Monday, May 28, 2012

Cold Mountain

Here in the Blue Ridge, this Monday morning of Memorial Day, where I’m hiking, I am alone. The trail is mostly dirt, gentle up hills, down hills, switch backs, a few steeper climbs. The perfect hike to warm up my hiking legs. The path cuts through a field where tall grasses grow. Wildflowers. Now an opening After hiking through a large field to an open meadow. Leaving the meadow, I sit on moss, pen in hand when I see a hiker approaching. A young man wearing shorts, a white shirt, cap, a small pack on his back, he hums his way along the trail, sees me, or I see him. I say “Hello.”
Hardly pausing he says, in a voice that sings more than it speaks, “Hello, how are you?”
And he’s on his way, humming, again.
A breeze stirs the air.
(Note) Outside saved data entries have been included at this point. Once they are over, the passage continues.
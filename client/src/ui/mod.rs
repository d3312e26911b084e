// client/src/ui/mod.rs
pub mod input;
pub mod views;

pub use input::{help, parse_command, Command};
pub use views::render;
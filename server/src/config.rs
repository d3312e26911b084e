use std::{collections::HashMap, fs, path::PathBuf};

use anyhow::Context;
use clap::Parser;
use nambola_protocol::Profile;

const BUNDLED_NAMES: &str = include_str!("../names.json");

/// Server settings. Every flag can also come from the environment.
#[derive(Parser, Debug, Clone)]
#[command(name = "nambola-server")]
#[command(about = "Nambola game backend (in-memory)")]
pub struct ServerConfig {
    #[arg(long, env = "PORT", default_value = "8000")]
    pub port: u16,

    #[arg(long, env = "ADMIN_PASSWORD", default_value = "admin123")]
    pub admin_password: String,

    /// URL players open to join; encoded into the admin QR panel
    #[arg(long, env = "JOIN_URL", default_value = "http://127.0.0.1:5173/")]
    pub join_url: String,

    /// JSON array of names; the bundled list is used when absent
    #[arg(long, env = "NAMES_FILE")]
    pub names_file: Option<PathBuf>,

    /// JSON object mapping a name to `{photo, blur, bio}`
    #[arg(long, env = "PROFILES_FILE")]
    pub profiles_file: Option<PathBuf>,
}

impl Default for ServerConfig {
    fn default() -> Self {
        Self {
            port: 8000,
            admin_password: "admin123".to_string(),
            join_url: "http://127.0.0.1:5173/".to_string(),
            names_file: None,
            profiles_file: None,
        }
    }
}

impl ServerConfig {
    pub fn load_names(&self) -> anyhow::Result<Vec<String>> {
        let raw = match &self.names_file {
            Some(path) => fs::read_to_string(path)
                .with_context(|| format!("reading names from {}", path.display()))?,
            None => BUNDLED_NAMES.to_string(),
        };
        let names: Vec<String> = serde_json::from_str(&raw).context("names file is not a JSON string array")?;
        Ok(names)
    }

    pub fn load_profiles(&self) -> anyhow::Result<HashMap<String, Profile>> {
        let Some(path) = &self.profiles_file else {
            return Ok(HashMap::new());
        };
        let raw = fs::read_to_string(path)
            .with_context(|| format!("reading profiles from {}", path.display()))?;
        serde_json::from_str(&raw).context("profiles file is not a JSON object")
    }
}

#[cfg(test)]
mod tests {
    use super::*;
    use std::io::Write;

    #[test]
    fn bundled_names_are_enough_for_a_ticket() {
        let names = ServerConfig::default().load_names().unwrap();
        assert!(names.len() >= nambola_protocol::NAMES_PER_TICKET);
    }

    #[test]
    fn profiles_load_from_file() {
        let mut file = tempfile::NamedTempFile::new().unwrap();
        write!(file, r#"{{"01_Aarav": {{"photo": "/photos/aarav.jpg", "blur": true, "bio": "Loves chess"}}}}"#).unwrap();
        let config = ServerConfig {
            profiles_file: Some(file.path().to_path_buf()),
            ..ServerConfig::default()
        };
        let profiles = config.load_profiles().unwrap();
        let aarav = &profiles["01_Aarav"];
        assert!(aarav.blur);
        assert_eq!(aarav.photo.as_deref(), Some("/photos/aarav.jpg"));
    }
}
In the pale blue sky, the rumble of an engine. A plane I can’t see. I love these colors, this particular blue of the sky, these leaves on the mountain laurel, on birch and beech. Conifers.
An artist at the Virginia Center for the Creative Arts where I’m in residence loves color. Vibrant color that dances and sings. His colors come to him as he paints, and he describes for me a white rabbit, a golden monkey, a dancer spinning inside her red dress. I see only shape and texture. Color, of course.
On the trail again, I pass the hiker who passed me. He’s sitting on a rock beside a stream, lighting a small burner, eating breakfast or lunch at nine forty in the morning. At a trail junction, I notice that my reading glasses are gone. They slipped through space between the waist band of my trousers and the waistband of my pack. Go back? Continue on? I’ll need to come up with a better system for carrying my glasses. This will be the second lost pair of reading glasses in as many hikes.
Now, on the Appalachian Trail, I’m meeting section hikers, a through hiker, a young woman, heading to Maine. I’m thinking about my glasses again, when I hear a voice. “Ma’am, did you drop some glasses.”
The humming hiker. In his hand, my case with the purple swirls.
He goes on. I don’t see him again. 

Sunday, May 6, 2012

Boston, Sunday Morning

Sitting in a Starbucks across from the Parker House, reading a story by Ann Hood, I tried to keep a man’s voice from interrupting fiction’s dream. But his voice was strong. Insistent. I glanced to my right. Two men, street people, poring over a crossword puzzle, the man with the strong voice, leaning into the table, his long stringy unwashed gray hair, streaming. He wore jeans, a thin tee shirt, an undershirt, really. 
“I can’t remember how to spell palest or pale,” the man opposite him says. He’s younger, with reddish hair, glasses, wearing a long sleeved flannel shirt.
            “P-a-l-e-s-t,” the older man says.
            “Palest. Is that what you’re saying?” the younger man says.
             As I listened, I kept my eyes focused on the scene outside the window wall, the garden of the Old City Hall where azalea as white as snow bloomed, profusely. Rising from the garden a statue of one of history’s giants. Later, I learned he was Josiah Quincy who lived from 1772 to 1864, a long life. Josiah Quincy was a member of the Massachusetts Senate, of Congress, a municipal court judge, mayor of Boston, president of Harvard.
            “I can’t continue with the this,” the younger man said. Glancing over, I saw that he had pushed himself back from the table. “Want to take it over to the park?”
            And I wondered on this particular visit to Boson, how many times I'd  walked past these men as I crossed The Common, head high, eyes erasing their humanity? Now, as they walked past my table, the older man, shouldering his dirty back pack, the younger man following, I lowered my gaze, hopefully, a gesture of respect.